Abuhoff concluded, "In response to some questions we've recently been asked by investors:

  • Several investors have asked whether we currently anticipate needing to raise additional equity.
    • The answer is no, we do not currently anticipate needing to raise additional equity. We ended Q4 with $13.8 million in cash and short-term investments, slightly down from $14.8 million last quarter, but that was largely due to timing, as we had $2.4 million in cash receipts from major customers collected right after the New Year, and we generated over $4 million of Adjusted EBITDA in Q4 alone. Nonetheless, to support our growth and future working capital requirements, we have a revolving line of credit with Wells Fargo that provides up to $10 million of financing, 100% of which was available under our borrowing base as of the end of Q4. We have not yet drawn down on the Wells Fargo line.
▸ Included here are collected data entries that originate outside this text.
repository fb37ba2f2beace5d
mod common;
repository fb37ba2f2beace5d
use crate::infra::AppState;
use axum::http::{header, StatusCode};
use axum::response::IntoResponse;
use axum::Extension;
use axum::Json;
use axum::Router;
use serde_json::json;

use homi::marketplace::audit::{audit_router, AuditState, AuditStore};
use homi::marketplace::identity::{
    identity_router, AccountRepository, CredentialHasher, IdentityState, SessionStore,
};
use homi::marketplace::listings::{
    listings_router, ListingRepository, ListingsState, MediaStorage,
};

/// Merge the marketplace routers and attach the operational endpoints.
pub(crate) fn with_marketplace_routes<R, H, L, M, S, A>(
    identity: IdentityState<R, H, S>,
    listings: ListingsState<L, M, S>,
    audit: AuditState<A, R, S>,
) -> Router
where
    R: AccountRepository + 'static,
    H: CredentialHasher + 'static,
    L: ListingRepository + 'static,
    M: MediaStorage + 'static,
    S: SessionStore + 'static,
    A: AuditStore + 'static,
{
    identity_router(identity)
        .merge(listings_router(listings))
        .merge(audit_router(audit))
        .route("/health", axum::routing::get(healthcheck))
        .route("/ready", axum::routing::get(readiness_endpoint))
        .route("/metrics", axum::routing::get(metrics_endpoint))
}

pub(crate) async fn healthcheck() -> Json<serde_json::Value> {
    Json(json!({ "status": "ok" }))
}

pub(crate) async fn readiness_endpoint(Extension(state): Extension<AppState>) -> impl IntoResponse {
    let ready = state.readiness.load(std::sync::atomic::Ordering::Relaxed);
    let status = if ready {
        StatusCode::OK
    } else {
        StatusCode::SERVICE_UNAVAILABLE
    };

    let payload = if ready {
        json!({ "status": "ready" })
    } else {
        json!({ "status": "initializing" })
    };

    (status, Json(payload))
}

pub(crate) async fn metrics_endpoint(Extension(state): Extension<AppState>) -> impl IntoResponse {
    (
        StatusCode::OK,
        [(header::CONTENT_TYPE, "text/plain; version=0.0.4")],
        state.metrics.render(),
    )
}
We anticipate generating enough cash from operations in 2024 to fund our capital needs without having to draw down on the Wells Fargo facility.
  • Several investors have asked why we have no Chief Technology Officer.
    • In a sense we actually have four chief technology officers, or at least their equivalents, each of which manage a specific technology area: we have a PhD in computer science and AI who heads our AI labs research team and data science teams; we have an SVP of engineering overseeing product and platform engineering; we have another VP focused on software development and product evolution for our Agility product; and we have a Chief Information Security Officer who heads security and infrastructure. Under these leaders, we have close to 300 developers, architects, infrastructure managers and data scientists. We have found that this structure best supports the breadth and scale of our business.
  • Investors have asked us to share our recent spending on software and product development, and why do we not separately disclose it, and to comment on whether we have a significant spend on cloud infrastructure.
    • In terms of our spending across software and product development, over the last five years, we spent about $26 million. This peaked in 2022 at $8.9 million and came down to $6.4 million in 2023. However, since roughly 80% percent of our business is managed services, we do not view the aggregate spending across these areas as a focal point for investors. In terms of cloud, we spend a couple of million dollars per year, mostly for software, infrastructure and data hosting. It is our Big Tech customers, not us, that spend massively on GPUs for training foundation models.
  • Other investors have asked us how they should think about our comps. Specifically, they asked whether our comps are the largest technology and software companies in the world and whether they should compare our R&D spend and Cloud compute spend to these companies.
    • These companies are absolutely not our comps. Rather many of these companies constitute part of our target market. We are not in their business and, to state the obvious, we are not of similar scale. Players in this market are building foundation models, and we are providing services to this market that help them on their journey. Therefore, we do not believe that comparing our R&D spend and Cloud compute spend to theirs is especially useful. We view our competition as companies focused on AI data engineering services to this market.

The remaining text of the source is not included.